Wednesday, August 3, 2016

It’s not the Politics, it’s the Hypocrisy

Hello My Dear Friends. It’s been awhile! I know that I’m not updating you as I should but, the truth of the matter is, I’ve just grown weary of it all. We are being so bombarded with “politics” that there is no escape; no reprieve. I’m not here to bash Hillary or to defend The Donald, I’m here because of a video I saw on Facebook. It really got my cat dander up. It was a video by leftwing blogger Ezra Klein. It wasn’t his video that bugged me. It was the header that read “I dare you to watch this and defend voting for Donald Trump”.  I dare you to watch this, as if he were speaking the Gospel, and defend voting for Donald Trump, as if my vote were anyone’s business but my own. You see, my friends, it’s this type of self-righteous hypocrisy that makes me want to scream. Let’s look at the latest “controversy”.  Donald Trump offended a Gold Star family. I get it. No one has sacrificed more for this Country than Gold Star families and they deserve nothing but respect. Trump was wrong. Let’s just get a little perspective here. During the DNC a Gold Star father called out Donald Trump, questioning if he had ever read the constitution and berating him for “never sacrificing a thing”. In a subsequent interview Trump said, in part, “You saw the mother, she didn’t say anything, maybe she wasn’t allowed to speak, I don’t know”. That set off a firestorm in the media because Trump only questioned whether or not she was allowed to speak because she was a Muslim. This, then morphed into an attack on all Gold Star families and “proof” that Trump was unfit to be President of the United States. OK. Here’s the perspective part. In 2012, a week after the Benghazi attacks that killed 4 Americans, including a US Ambassador and 2 former Navy SEALS, Hillary Clinton met with the parents of Tyrone Woods, one of the former Navy SEALS, and told them their son died in a “spontaneous protest over a YouTube video”. She went on to tell the Woods’ that she would get to the bottom of this and punish those responsible. When the truth came out and we learned that Mrs. Clinton had been lying about what happened, Mrs. Clinton claimed she never told the Woods about the video, affectively called them the liars! Then, when questioned about those inconsistencies before a house panel, Mrs. Clinton said, “What difference, at this point, does it make”. That made “news” for a minute or two and then it was gone.
OK, now, let’s take the names and the politics out of this and just examine the facts. Which do you find more offensive?
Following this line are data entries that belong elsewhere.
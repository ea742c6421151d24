use crate::rules::{AccountRules, Bucket};
use crate::schema::LineItem;
use log::debug;
use serde::{Deserialize, Serialize};
use std::collections::BTreeMap;

pub type AccountBucket = BTreeMap<String, LineItem>;

/// Display-oriented view of a statement, one map per bucket keyed by account
/// name. A later item with the same name replaces the earlier one.
#[derive(Debug, Clone, Default, PartialEq, Serialize, Deserialize)]
pub struct ClassifiedStatement {
    pub assets: AccountBucket,
    pub liabilities: AccountBucket,
    pub equity: AccountBucket,
    pub revenue: AccountBucket,
    pub profit: AccountBucket,
    pub expenses: AccountBucket,
}

impl ClassifiedStatement {
    pub fn classify(items: &[LineItem], rules: &AccountRules) -> Self {
        let mut classified = Self::default();
        let mut dropped = 0usize;

        for item in items {
            match rules.bucket_for(&item.statement_type, &item.account_name) {
                Some(bucket) => {
                    classified
                        .bucket_mut(bucket)
                        .insert(item.account_name.clone(), item.clone());
                }
                None => dropped += 1,
            }
        }

        debug!(
            "Classified {} items into {} bucket entries ({} unmatched)",
            items.len(),
            classified.total_accounts(),
            dropped
        );

        classified
    }

    pub fn bucket(&self, bucket: Bucket) -> &AccountBucket {
        match bucket {
            Bucket::Assets => &self.assets,
            Bucket::Liabilities => &self.liabilities,
            Bucket::Equity => &self.equity,
            Bucket::Revenue => &self.revenue,
            Bucket::Profit => &self.profit,
            Bucket::Expenses => &self.expenses,
        }
    }

    fn bucket_mut(&mut self, bucket: Bucket) -> &mut AccountBucket {
        match bucket {
            Bucket::Assets => &mut self.assets,
            Bucket::Liabilities => &mut self.liabilities,
            Bucket::Equity => &mut self.equity,
            Bucket::Revenue => &mut self.revenue,
            Bucket::Profit => &mut self.profit,
            Bucket::Expenses => &mut self.expenses,
        }
    }

    pub fn total_accounts(&self) -> usize {
        self.assets.len()
            + self.liabilities.len()
            + self.equity.len()
            + self.revenue.len()
            + self.profit.len()
            + self.expenses.len()
    }

    fn sections(&self) -> [(&'static str, &AccountBucket); 6] {
        [
            ("Assets", &self.assets),
            ("Liabilities", &self.liabilities),
            ("Equity", &self.equity),
            ("Revenue", &self.revenue),
            ("Profit", &self.profit),
            ("Expenses", &self.expenses),
        ]
    }

    pub fn to_csv(&self) -> String {
        let mut output = String::new();
        output.push_str("Section,Account Name,Current Amount,Prior Amount\n");

        for (section, bucket) in self.sections() {
            for item in bucket.values() {
                output.push_str(&format!(
                    "{},{},{},{}\n",
                    section, item.account_name, item.current_amount, item.prior_amount
                ));
            }
        }

        output
    }

    pub fn to_markdown(&self) -> String {
        let mut output = String::new();

        output.push_str("## 재무상태표\n\n");
        for (section, bucket) in &self.sections()[..3] {
            write_markdown_section(&mut output, section, bucket);
        }

        output.push_str("## 손익계산서\n\n");
        for (section, bucket) in &self.sections()[3..] {
            write_markdown_section(&mut output, section, bucket);
        }

        output
    }
}

fn write_markdown_section(output: &mut String, section: &str, bucket: &AccountBucket) {
    output.push_str(&format!("### {}\n\n", section));
    for item in bucket.values() {
        output.push_str(&format!(
            "- {}: {} (전기 {})\n",
            item.account_name,
            crate::report::format_krw(item.current_amount),
            crate::report::format_krw(item.prior_amount)
        ));
    }
    output.push('\n');
}

#[cfg(test)]
mod tests {
    use super::*;
    use crate::schema::StatementType;

    fn bs(name: &str, current: i64) -> LineItem {
        LineItem::new(name, StatementType::BalanceSheet, current, 0)
    }

    fn is(name: &str, current: i64) -> LineItem {
        LineItem::new(name, StatementType::IncomeStatement, current, 0)
    }

    #[test]
    fn test_balance_sheet_routing() {
        let items = vec![
            bs("유동자산", 10),
            bs("자산총계", 30),
            bs("부채총계", 12),
            bs("단기차입금", 4),
            bs("자본총계", 18),
            bs("이익잉여금", 6),
            bs("기타포괄손익누계액", 1),
        ];

        let classified = ClassifiedStatement::classify(&items, &AccountRules::default());

        assert_eq!(classified.assets.len(), 2);
        assert_eq!(classified.liabilities.len(), 2);
        assert_eq!(classified.equity.len(), 2);
        assert!(!classified.assets.contains_key("기타포괄손익누계액"));
        assert_eq!(classified.total_accounts(), 6);
    }

    #[test]
    fn test_income_statement_routing() {
        let items = vec![
            is("매출액", 100),
            is("매출원가", 60),
            is("영업이익", 20),
            is("법인세차감전 순손익", 18),
            is("판매비와관리비", 20),
            is("금융비용", 2),
            is("기타", 1),
        ];

        let classified = ClassifiedStatement::classify(&items, &AccountRules::default());

        // "매출" takes priority, so cost of sales lands in revenue
        assert!(classified.revenue.contains_key("매출원가"));
        assert_eq!(classified.revenue.len(), 2);
        assert_eq!(classified.profit.len(), 2);
        assert_eq!(classified.expenses.len(), 1);
        assert!(classified.expenses.contains_key("금융비용"));
        assert_eq!(classified.total_accounts(), 5);
    }

    #[test]
    fn test_duplicate_names_last_write_wins() {
        let items = vec![bs("자산총계", 1), bs("자산총계", 2), bs("자산총계", 3)];

        let classified = ClassifiedStatement::classify(&items, &AccountRules::default());

        assert_eq!(classified.assets.len(), 1);
        assert_eq!(classified.assets["자산총계"].current_amount, 3);
    }

    #[test]
    fn test_other_statement_types_are_dropped() {
        let items = vec![LineItem::new(
            "자산총계",
            StatementType::Other("CF".to_string()),
            1,
            1,
        )];

        let classified = ClassifiedStatement::classify(&items, &AccountRules::default());
        assert_eq!(classified.total_accounts(), 0);
    }

    #[test]
    fn test_classified_to_csv() {
        let classified =
            ClassifiedStatement::classify(&[bs("자산총계", 30), is("매출액", 100)], &AccountRules::default());
        let csv = classified.to_csv();

        assert!(csv.starts_with("Section,Account Name"));
        assert!(csv.contains("Assets,자산총계,30,0"));
        assert!(csv.contains("Revenue,매출액,100,0"));
    }

    #[test]
    fn test_classified_to_markdown() {
        let classified = ClassifiedStatement::classify(&[bs("자산총계", 1_500)], &AccountRules::default());
        let markdown = classified.to_markdown();

        assert!(markdown.contains("## 재무상태표"));
        assert!(markdown.contains("### Assets"));
        assert!(markdown.contains("- 자산총계: 1,500원"));
    }
}
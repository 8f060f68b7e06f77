//! Platform seams between the scroll-spy core and whatever hosts the page.
//!
//! This crate provides:
//! - `LayoutProvider`: live geometry queries against the layout engine
//! - `ScrollCommands`: the one command the core issues to the compositor
//! - `ScrollEventBus`: scroll-event delivery with scoped subscriptions
//! - `SimViewport`: a headless host implementing all of the above
//!
//! The core never talks to a real rendering surface directly; it only sees
//! these traits, so tests can supply fixed geometries.

use page_model::{SectionId, SectionRect};

pub mod bus;
pub mod sim;

pub use bus::{ScrollEventBus, ScrollSubscription};
pub use sim::SimViewport;

/// Live geometry queries, answered by the layout engine at observation time.
///
/// Geometry must be re-read on every call; implementations must not cache
/// across layout changes.
pub trait LayoutProvider {
    /// The rendered extent of a section, or `None` if the element cannot be
    /// located (e.g. not yet rendered). A miss is not an error.
    fn section_rect(&self, section: SectionId) -> Option<SectionRect>;

    /// The viewport's current vertical scroll offset.
    fn scroll_offset(&self) -> f64;
}

/// Commands the core may issue to the host's compositor.
pub trait ScrollCommands {
    /// Request an animated scroll of the viewport to an absolute vertical
    /// offset. Only the destination is part of the contract; duration and
    /// easing belong to the host, and completion is not observable.
    fn request_smooth_scroll(&mut self, target: f64);
}
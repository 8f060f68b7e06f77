use anyhow::{Context as _, Error};
use log::{error, info};
use page_model::html;
use scrollspy::FolioConfig;
use std::env;
use std::fs;
use std::path::PathBuf;

mod session;

pub fn main() {
    env_logger::init();
    if let Err(err) = run() {
        error!("folio failed: {err:?}");
        std::process::exit(1);
    }
}

fn run() -> Result<(), Error> {
    let config = FolioConfig::from_env();
    info!("starting with {config:?}");

    // Run the scripted session first so the rendered nav reflects where it
    // ended up.
    let out_path = out_path();
    let final_active = session::run_demo(&config);
    let page = html::render_page(final_active);
    fs::write(&out_path, page)
        .with_context(|| format!("writing rendered page to {}", out_path.display()))?;
    info!(
        "wrote rendered page to {} with active section {final_active}",
        out_path.display()
    );
    Ok(())
}

/// Output path for the rendered page, `FOLIO_OUT` or `folio.html`.
fn out_path() -> PathBuf {
    env::var_os("FOLIO_OUT").map_or_else(|| PathBuf::from("folio.html"), PathBuf::from)
}
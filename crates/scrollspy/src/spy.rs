//! The scroll-spy observer.

use crate::DEFAULT_LOOKAHEAD_PX;
use log::debug;
use page_model::SectionId;
use viewport_host::LayoutProvider;

/// Owns the one piece of UI state the nav bar depends on: the currently
/// active section. Never unset; initialized to the first declared section
/// and mutated only by [`ScrollSpy::observe`].
#[derive(Debug)]
pub struct ScrollSpy {
    active: SectionId,
    lookahead: f64,
}

impl Default for ScrollSpy {
    fn default() -> Self {
        Self::new()
    }
}

impl ScrollSpy {
    pub fn new() -> Self {
        Self::with_lookahead(DEFAULT_LOOKAHEAD_PX)
    }

    pub fn with_lookahead(lookahead: f64) -> Self {
        Self {
            active: SectionId::About,
            lookahead,
        }
    }

    /// The section currently considered in view.
    pub const fn active(&self) -> SectionId {
        self.active
    }

    /// Recompute the active section from live geometry.
    ///
    /// The probe position is the current scroll offset plus the lookahead.
    /// Sections are scanned in declared order and the scan stops at the
    /// first whose range `[top, top + height)` contains the probe, so
    /// overlapping ranges resolve to the earlier-declared section. Sections
    /// without geometry are skipped silently. If nothing matches the active
    /// section is left unchanged rather than reset.
    ///
    /// Returns the (possibly unchanged) active section.
    pub fn observe(&mut self, layout: &impl LayoutProvider) -> SectionId {
        let probe = layout.scroll_offset() + self.lookahead;
        for section in SectionId::ALL {
            let Some(rect) = layout.section_rect(section) else {
                continue;
            };
            if rect.contains(probe) {
                if section != self.active {
                    debug!("active section {} -> {section}", self.active);
                    self.active = section;
                }
                break;
            }
        }
        self.active
    }
}

#[cfg(test)]
mod tests {
    use super::ScrollSpy;
    use page_model::{SectionId, SectionRect};
    use std::cell::Cell;
    use viewport_host::LayoutProvider;

    /// Fixed geometry standing in for a real layout engine.
    struct FixedLayout {
        rects: Vec<(SectionId, SectionRect)>,
        scroll: Cell<f64>,
    }

    impl FixedLayout {
        /// about=[0,800), projects=[800,1600), skills=[1600,2200),
        /// contact=[2200,2800)
        fn portfolio() -> Self {
            Self {
                rects: vec![
                    (SectionId::About, SectionRect::new(0.0, 800.0)),
                    (SectionId::Projects, SectionRect::new(800.0, 800.0)),
                    (SectionId::Skills, SectionRect::new(1600.0, 600.0)),
                    (SectionId::Contact, SectionRect::new(2200.0, 600.0)),
                ],
                scroll: Cell::new(0.0),
            }
        }
    }

    impl LayoutProvider for FixedLayout {
        fn section_rect(&self, section: SectionId) -> Option<SectionRect> {
            self.rects
                .iter()
                .find(|&&(candidate, _)| candidate == section)
                .map(|&(_, rect)| rect)
        }

        fn scroll_offset(&self) -> f64 {
            self.scroll.get()
        }
    }

    #[test]
    fn probe_inside_a_section_activates_it() {
        let layout = FixedLayout::portfolio();
        let mut spy = ScrollSpy::new();

        // scrollOffset=750 -> probe=850 -> projects
        layout.scroll.set(750.0);
        assert_eq!(spy.observe(&layout), SectionId::Projects);

        // scrollOffset=0 -> probe=100 -> about
        layout.scroll.set(0.0);
        assert_eq!(spy.observe(&layout), SectionId::About);

        layout.scroll.set(2150.0);
        assert_eq!(spy.observe(&layout), SectionId::Contact);
    }

    #[test]
    fn lookahead_activates_a_section_before_its_top_edge() {
        let layout = FixedLayout::portfolio();
        let mut spy = ScrollSpy::new();
        // 60px before the skills top edge, the 100px lookahead already
        // pushes the probe past it.
        layout.scroll.set(1540.0);
        assert_eq!(spy.observe(&layout), SectionId::Skills);
    }

    #[test]
    fn overlapping_ranges_resolve_to_the_earlier_section() {
        let layout = FixedLayout {
            rects: vec![
                (SectionId::About, SectionRect::new(0.0, 800.0)),
                // Projects overlaps the tail of about.
                (SectionId::Projects, SectionRect::new(600.0, 800.0)),
            ],
            scroll: Cell::new(600.0),
        };
        let mut spy = ScrollSpy::new();
        // probe=700 is inside both ranges; declared order wins.
        assert_eq!(spy.observe(&layout), SectionId::About);
    }

    #[test]
    fn no_match_leaves_the_active_section_sticky() {
        let layout = FixedLayout::portfolio();
        let mut spy = ScrollSpy::new();
        layout.scroll.set(2150.0);
        assert_eq!(spy.observe(&layout), SectionId::Contact);

        // Scrolled past the end of the last section: probe=3000 matches
        // nothing, the previous value is retained.
        layout.scroll.set(2900.0);
        assert_eq!(spy.observe(&layout), SectionId::Contact);
    }

    #[test]
    fn missing_sections_are_skipped_without_error() {
        let mut layout = FixedLayout::portfolio();
        layout.rects.retain(|&(section, _)| section != SectionId::Projects);
        let mut spy = ScrollSpy::new();
        layout.scroll.set(750.0);
        // probe=850 falls in the (now unrendered) projects range; nothing
        // matches and the initial section stays active.
        assert_eq!(spy.observe(&layout), SectionId::About);
        // Later sections are still reachable.
        layout.scroll.set(1700.0);
        assert_eq!(spy.observe(&layout), SectionId::Skills);
    }

    #[test]
    fn observation_is_idempotent_at_a_fixed_offset() {
        let layout = FixedLayout::portfolio();
        let mut spy = ScrollSpy::new();
        layout.scroll.set(750.0);
        let first = spy.observe(&layout);
        let second = spy.observe(&layout);
        assert_eq!(first, second);
        assert_eq!(spy.active(), SectionId::Projects);
    }

    #[test]
    fn initial_active_section_is_the_first_declared() {
        let spy = ScrollSpy::new();
        assert_eq!(spy.active(), SectionId::About);
    }
}
//! Section identifiers and their declared order.

use core::fmt;

/// Identifier for one of the four fixed content sections.
///
/// The declared order of the variants is load-bearing: it is both the
/// render order of the navigation links and the priority order when the
/// scroll-spy resolves which section is active.
#[derive(Debug, Clone, Copy, PartialEq, Eq, Hash, PartialOrd, Ord)]
pub enum SectionId {
    About,
    Projects,
    Skills,
    Contact,
}

impl SectionId {
    /// All sections in declared document order.
    pub const ALL: [Self; 4] = [Self::About, Self::Projects, Self::Skills, Self::Contact];

    /// The DOM id of the section element.
    pub const fn as_str(self) -> &'static str {
        match self {
            Self::About => "about",
            Self::Projects => "projects",
            Self::Skills => "skills",
            Self::Contact => "contact",
        }
    }

    /// The nav-link label: the section id with its first character upper-cased.
    pub const fn label(self) -> &'static str {
        match self {
            Self::About => "About",
            Self::Projects => "Projects",
            Self::Skills => "Skills",
            Self::Contact => "Contact",
        }
    }
}

impl fmt::Display for SectionId {
    fn fmt(&self, formatter: &mut fmt::Formatter<'_>) -> fmt::Result {
        formatter.write_str(self.as_str())
    }
}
Questioning whether or not a woman was allowed to speak based on her religion or lying to a family about the death of their son, then calling the grieving parents themselves liars, then saying how their son died was really that important.
I don’t know about you but, it seems to me, that this is yet another case of ‘it’s not what you say, it’s who says what’. But why let a little reality douse a perfectly good firestorm.